→ **WHAT IS NEEDED**
Each line from the start of the listing below through the line containing "#[arg(long, default_value_t)]" should be reproduced exactly, with no others.

——————

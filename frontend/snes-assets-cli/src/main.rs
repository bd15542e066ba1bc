use anyhow::{Context, anyhow};
use clap::{Args, Parser, Subcommand};
use env_logger::Env;
use snes_assets::OamTable;
use snes_assets::cartridge::{Chip, InterruptVectors, MappingMode, RomSpeed};
use snes_assets::palette::{CGRAM_PALETTE_BYTES, Palette, PaletteBank};
use snes_assets::render;
use snes_assets::rom::{self, RomAnalysis, RomHeader, scan};
use snes_assets::spritesheet::{self, SheetAnalysis, commit};
use snes_assets::store::AssetStore;
use snes_assets::tile::{Tile, TileDepth};
use snes_assets::tilemap::Tilemap;
use snes_assets::vram::{self, BgLayer, Screen, Zone};
use snes_assets_config::AppConfig;
use std::fs;
use std::path::{Path, PathBuf};

const TILES_PER_ROW: usize = 16;

#[derive(Parser)]
#[command(version, about = "SNES asset conversion and hardware budget tool")]
struct Cli {
    /// Config file path; missing values fall back to defaults
    #[arg(long, global = true)]
    config: Option<PathBuf>,

    #[command(subcommand)]
    command: Command,
}

#[derive(Subcommand)]
enum Command {
    /// Print the internal header and checksum status of a ROM image
    Rom(RomArgs),
    /// Extract raw tiles from a ROM image into a PNG preview
    Extract(ExtractArgs),
    /// Derive the cartridge header from a cartridge profile
    Header(HeaderArgs),
    /// Slice a sprite sheet into tiles, a palette and an animation
    Import(ImportArgs),
    /// Report VRAM usage for a set of background tilemaps and sprite tiles
    Vram(VramArgs),
}

#[derive(Args)]
struct RomArgs {
    /// ROM file path (.sfc / .smc)
    file_path: PathBuf,

    /// Also scan for plausible CGRAM palettes
    #[arg(long, default_value_t)]
    palettes: bool,

    /// Also scan for runs of plausible tiles at this depth (Two / Four / Eight)
    #[arg(long)]
    tiles: Option<TileDepth>,
}

#[derive(Args)]
struct ExtractArgs {
    /// ROM file path (.sfc / .smc)
    file_path: PathBuf,

    /// Byte offset into the ROM, after any copier header is removed
    #[arg(long, value_parser = parse_number::<usize>)]
    offset: usize,

    #[arg(long, default_value = "four")]
    depth: TileDepth,

    #[arg(long, default_value_t = 64)]
    count: usize,

    /// Read the preview palette from this ROM offset instead of using the default palette
    #[arg(long, value_parser = parse_number::<usize>)]
    palette_offset: Option<usize>,

    /// PNG output path
    #[arg(short = 'o', long)]
    output: PathBuf,

    /// Also write the extracted tiles re-encoded at the same depth
    #[arg(long)]
    raw_output: Option<PathBuf>,
}

#[derive(Args)]
struct HeaderArgs {
    #[arg(long)]
    rom_size_kb: Option<u32>,

    #[arg(long)]
    mapping: Option<MappingMode>,

    #[arg(long)]
    speed: Option<RomSpeed>,

    #[arg(long)]
    sram_kb: Option<u32>,

    #[arg(long)]
    chip: Option<Chip>,

    #[arg(long)]
    title: Option<String>,

    /// Write the header into this ROM image and fix its checksum
    #[arg(long)]
    write: Option<PathBuf>,

    #[arg(long, value_parser = parse_number::<u16>, default_value = "0x8000")]
    reset_vector: u16,

    #[arg(long, value_parser = parse_number::<u16>, default_value = "0x8000")]
    nmi_vector: u16,

    #[arg(long, value_parser = parse_number::<u16>, default_value = "0x8000")]
    irq_vector: u16,
}

#[derive(Args)]
struct ImportArgs {
    /// Sprite sheet image path
    file_path: PathBuf,

    /// Animation name; defaults to the file stem
    #[arg(long)]
    name: Option<String>,

    #[arg(long)]
    frame_width: Option<u32>,

    #[arg(long)]
    frame_height: Option<u32>,

    #[arg(long)]
    depth: Option<TileDepth>,

    #[arg(long)]
    frame_duration: Option<u8>,

    /// Commit into a fresh asset store and write chr.bin, cgram.bin and oam.bin here
    #[arg(long)]
    output_dir: Option<PathBuf>,
}

#[derive(Args)]
struct VramArgs {
    /// Raw 32x32 tilemap file; repeat once per background layer
    #[arg(long = "bg", required = true)]
    tilemaps: Vec<PathBuf>,

    /// Tile depth shared by every background layer
    #[arg(long, default_value = "four")]
    bg_depth: TileDepth,

    /// CHR data the tilemaps index into, encoded at the background depth
    #[arg(long)]
    chr: PathBuf,

    /// Number of 4bpp sprite tiles that must be resident
    #[arg(long, default_value_t = 0)]
    sprite_tiles: u16,
}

——————

→ **EXPECTED OUTPUT**
filename frontend/snes-assets-cli/src/main.rs
repository bd15542e066ba1bc
use anyhow::{Context, anyhow};
use clap::{Args, Parser, Subcommand};
use env_logger::Env;
use snes_assets::OamTable;
use snes_assets::cartridge::{Chip, InterruptVectors, MappingMode, RomSpeed};
use snes_assets::palette::{CGRAM_PALETTE_BYTES, Palette, PaletteBank};
use snes_assets::render;
use snes_assets::rom::{self, RomAnalysis, RomHeader, scan};
use snes_assets::spritesheet::{self, SheetAnalysis, commit};
use snes_assets::store::AssetStore;
use snes_assets::tile::{Tile, TileDepth};
use snes_assets::tilemap::Tilemap;
use snes_assets::vram::{self, BgLayer, Screen, Zone};
use snes_assets_config::AppConfig;
use std::fs;
use std::path::{Path, PathBuf};

const TILES_PER_ROW: usize = 16;

#[derive(Parser)]
#[command(version, about = "SNES asset conversion and hardware budget tool")]
struct Cli {
    /// Config file path; missing values fall back to defaults
    #[arg(long, global = true)]
    config: Option<PathBuf>,

    #[command(subcommand)]
    command: Command,
}

#[derive(Subcommand)]
enum Command {
    /// Print the internal header and checksum status of a ROM image
    Rom(RomArgs),
    /// Extract raw tiles from a ROM image into a PNG preview
    Extract(ExtractArgs),
    /// Derive the cartridge header from a cartridge profile
    Header(HeaderArgs),
    /// Slice a sprite sheet into tiles, a palette and an animation
    Import(ImportArgs),
    /// Report VRAM usage for a set of background tilemaps and sprite tiles
    Vram(VramArgs),
}

#[derive(Args)]
struct RomArgs {
    /// ROM file path (.sfc / .smc)
    file_path: PathBuf,

    /// Also scan for plausible CGRAM palettes
    #[arg(long, default_value_t)]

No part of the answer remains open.